◆ **Prompt**
Look over the entries below. Report how many lines hold the word "GenerateTokenRequest", and only that.

Source data below:

//! reqwest implementation of the REST ports.
//!
//! Every queue/token call carries the stored access token. A 401 hands over to
//! the shared refresh coordinator and the call is retried once with the token
//! it returns.

use std::sync::Arc;

use async_trait::async_trait;
use reqwest::{Client, Method, RequestBuilder, Response, StatusCode};
use serde::{Serialize, de::DeserializeOwned};
use serde_json::Value;

use crate::{
    config::SessionConfig,
    domain::{
        AccessToken, ActiveToken, ApiError, AuthApi, ClinicId, Credential, CredentialStore,
        DeviceInfo, Queue, QueueApi, QueueId, QueueStatus, RefreshToken, TokenId,
    },
    infrastructure::dto::http::{
        ApiResponse, GenerateTokenRequest, InitQueueRequest, OneOrMany, QueueDto, QueueStatusDto,
        RefreshTokenRequest, TokenDto, TokenPairDto, UpdateQueueStatusRequest,
    },
    usecase::AuthRefreshCoordinator,
};

/// Shared client honoring the configured request timeout
pub fn build_http_client(config: &SessionConfig) -> Result<Client, ApiError> {
    Client::builder()
        .timeout(config.request_timeout)
        .user_agent(config.device_user_agent.as_str())
        .build()
        .map_err(|e| ApiError::Network(e.to_string()))
}

fn endpoint(base_url: &str, path: &str) -> String {
    format!("{}{}", base_url.trim_end_matches('/'), path)
}

fn network(error: reqwest::Error) -> ApiError {
    ApiError::Network(error.to_string())
}

/// Unwrap the `{success, data, message}` envelope.
async fn read_data<T: DeserializeOwned>(response: Response) -> Result<Option<T>, ApiError> {
    let status = response.status();
    let body = response.bytes().await.map_err(network)?;

    if status == StatusCode::UNAUTHORIZED {
        return Err(ApiError::Unauthorized);
    }
    if !status.is_success() {
        let message = serde_json::from_slice::<ApiResponse<Value>>(&body)
            .ok()
            .and_then(|envelope| envelope.message)
            .unwrap_or_else(|| status.canonical_reason().unwrap_or_default().to_string());
        return Err(ApiError::Status {
            status: status.as_u16(),
            message,
        });
    }

    let envelope: ApiResponse<T> =
        serde_json::from_slice(&body).map_err(|e| ApiError::Decode(e.to_string()))?;
    if !envelope.success {
        return Err(ApiError::Status {
            status: status.as_u16(),
            message: envelope.message.unwrap_or_default(),
        });
    }
    Ok(envelope.data)
}

fn require<T>(data: Option<T>) -> Result<T, ApiError> {
    data.ok_or_else(|| ApiError::Decode("response carried no data".to_string()))
}

fn into_domain<D, T>(dto: D) -> Result<T, ApiError>
where
    T: TryFrom<D>,
    T::Error: std::fmt::Display,
{
    T::try_from(dto).map_err(|e| ApiError::Decode(e.to_string()))
}

/// `POST /auth/refresh-token`. Sent without a bearer token.
pub struct HttpAuthApi {
    client: Client,
    base_url: String,
}

impl HttpAuthApi {
    pub fn new(client: Client, base_url: impl Into<String>) -> Self {
        Self {
            client,
            base_url: base_url.into(),
        }
    }
}

#[async_trait]
impl AuthApi for HttpAuthApi {
    async fn refresh(
        &self,
        refresh_token: &RefreshToken,
        device: &DeviceInfo,
    ) -> Result<Credential, ApiError> {
        let request = RefreshTokenRequest {
            refresh_token: refresh_token.as_str().to_string(),
            device_info: device.into(),
        };
        let response = self
            .client
            .post(endpoint(&self.base_url, "/auth/refresh-token"))
            .json(&request)
            .send()
            .await
            .map_err(network)?;
        let pair: TokenPairDto = require(read_data(response).await?)?;
        into_domain(pair)
    }
}

/// Queue and token endpoints
pub struct HttpQueueApi {
    client: Client,
    base_url: String,
    credentials: Arc<dyn CredentialStore>,
    refresher: Arc<AuthRefreshCoordinator>,
}

impl HttpQueueApi {
    pub fn new(
        client: Client,
        base_url: impl Into<String>,
        credentials: Arc<dyn CredentialStore>,
        refresher: Arc<AuthRefreshCoordinator>,
    ) -> Self {
        Self {
            client,
            base_url: base_url.into(),
            credentials,
            refresher,
        }
    }

    async fn access_token(&self) -> Result<AccessToken, ApiError> {
        match self.credentials.load().await {
            Ok(Some(credential)) => Ok(credential.access_token),
            Ok(None) => Err(ApiError::Unauthorized),
            Err(e) => Err(ApiError::Network(format!("credential store: {}", e))),
        }
    }

    fn request(
        &self,
        method: Method,
        path: &str,
        body: Option<&Value>,
        token: &AccessToken,
    ) -> RequestBuilder {
        let builder = self
            .client
            .request(method, endpoint(&self.base_url, path))
            .bearer_auth(token.as_str());
        match body {
            Some(body) => builder.json(body),
            None => builder,
        }
    }

    /// Send with the current token; on 401 refresh once and retry.
    async fn execute(
        &self,
        method: Method,
        path: &str,
        body: Option<Value>,
    ) -> Result<Response, ApiError> {
        let token = self.access_token().await?;
        let response = self
            .request(method.clone(), path, body.as_ref(), &token)
            .send()
            .await
            .map_err(network)?;
        if response.status() != StatusCode::UNAUTHORIZED {
            return Ok(response);
        }

        tracing::info!("{} {} answered 401, refreshing credential", method, path);
        let token = self
            .refresher
            .refresh()
            .await
            .map_err(|_| ApiError::Unauthorized)?;
        self.request(method, path, body.as_ref(), &token)
            .send()
            .await
            .map_err(network)
    }

    async fn call<T: DeserializeOwned>(
        &self,
        method: Method,
        path: &str,
        body: Option<Value>,
    ) -> Result<Option<T>, ApiError> {
        let response = self.execute(method, path, body).await?;
        read_data(response).await
    }

    /// Like `call`, but a 404 is an answer rather than an error.
    async fn find<T: DeserializeOwned>(&self, path: &str) -> Result<Option<T>, ApiError> {
        let response = self.execute(Method::GET, path, None).await?;
        if response.status() == StatusCode::NOT_FOUND {
            return Ok(None);
        }
        read_data(response).await
    }
}

fn json_body<T: Serialize>(body: &T) -> Result<Option<Value>, ApiError> {
    serde_json::to_value(body)
        .map(Some)
        .map_err(|e| ApiError::Decode(e.to_string()))
}

#[async_trait]
impl QueueApi for HttpQueueApi {
    async fn today_queue(&self, clinic_id: &ClinicId) -> Result<Option<Queue>, ApiError> {
        let path = format!("/queues/clinic/{}/today", clinic_id);
        self.find::<QueueDto>(&path)
            .await?
            .map(into_domain)
            .transpose()
    }

    async fn queue_status(&self, queue_id: &QueueId) -> Result<QueueStatus, ApiError> {
        let path = format!("/queues/{}/status", queue_id);
        let dto: QueueStatusDto = require(self.call(Method::GET, &path, None).await?)?;
        into_domain(dto)
    }

    async fn set_queue_active(
        &self,
        queue_id: &QueueId,
        is_active: bool,
    ) -> Result<Queue, ApiError> {
        let path = format!("/queues/{}/status", queue_id);
        let body = json_body(&UpdateQueueStatusRequest { is_active })?;
        let dto: QueueDto = require(self.call(Method::PATCH, &path, body).await?)?;
        into_domain(dto)
    }

    async fn initialize_queue(
        &self,
        clinic_id: &ClinicId,
        max_queue_size: u32,
    ) -> Result<Queue, ApiError> {
        let path = format!("/queues/init/{}", clinic_id);
        let body = json_body(&InitQueueRequest { max_queue_size })?;
        let dto: QueueDto = require(self.call(Method::POST, &path, body).await?)?;
        into_domain(dto)
    }

    async fn generate_token(&self, queue_id: &QueueId) -> Result<ActiveToken, ApiError> {
        let body = json_body(&GenerateTokenRequest {
            queue_id: queue_id.as_str().to_string(),
        })?;
        let dto: TokenDto = require(self.call(Method::POST, "/tokens", body).await?)?;
        into_domain(dto)
    }

    async fn cancel_token(&self, token_id: &TokenId) -> Result<(), ApiError> {
        let path = format!("/tokens/{}", token_id);
        self.call::<Value>(Method::DELETE, &path, None).await?;
        Ok(())
    }

    async fn my_active_tokens(&self) -> Result<Vec<ActiveToken>, ApiError> {
        let tokens: Option<OneOrMany<TokenDto>> =
            self.call(Method::GET, "/tokens/my-active", None).await?;
        tokens
            .map(OneOrMany::into_vec)
            .unwrap_or_default()
            .into_iter()
            .map(into_domain)
            .collect()
    }

    async fn token(&self, token_id: &TokenId) -> Result<Option<ActiveToken>, ApiError> {
        let path = format!("/tokens/{}", token_id);
        self.find::<TokenDto>(&path)
            .await?
            .map(into_domain)
            .transpose()
    }
}

#[cfg(test)]
mod tests {
    use super::*;

    #[test]
    fn test_endpoint_joins_without_double_slash() {
        // テスト項目: ベース URL の末尾スラッシュの有無に関わらず正しく結合される
        assert_eq!(
            endpoint("http://localhost:3000/api/", "/tokens"),
            "http://localhost:3000/api/tokens"
        );
        assert_eq!(
            endpoint("http://localhost:3000/api", "/tokens"),
            "http://localhost:3000/api/tokens"
        );
    }

    #[test]
    fn test_build_http_client_with_defaults() {
        // テスト項目: 既定設定で HTTP クライアントを生成できる
        assert!(build_http_client(&SessionConfig::default()).is_ok());
    }
}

End of Source data.

◆ **Written answer**
2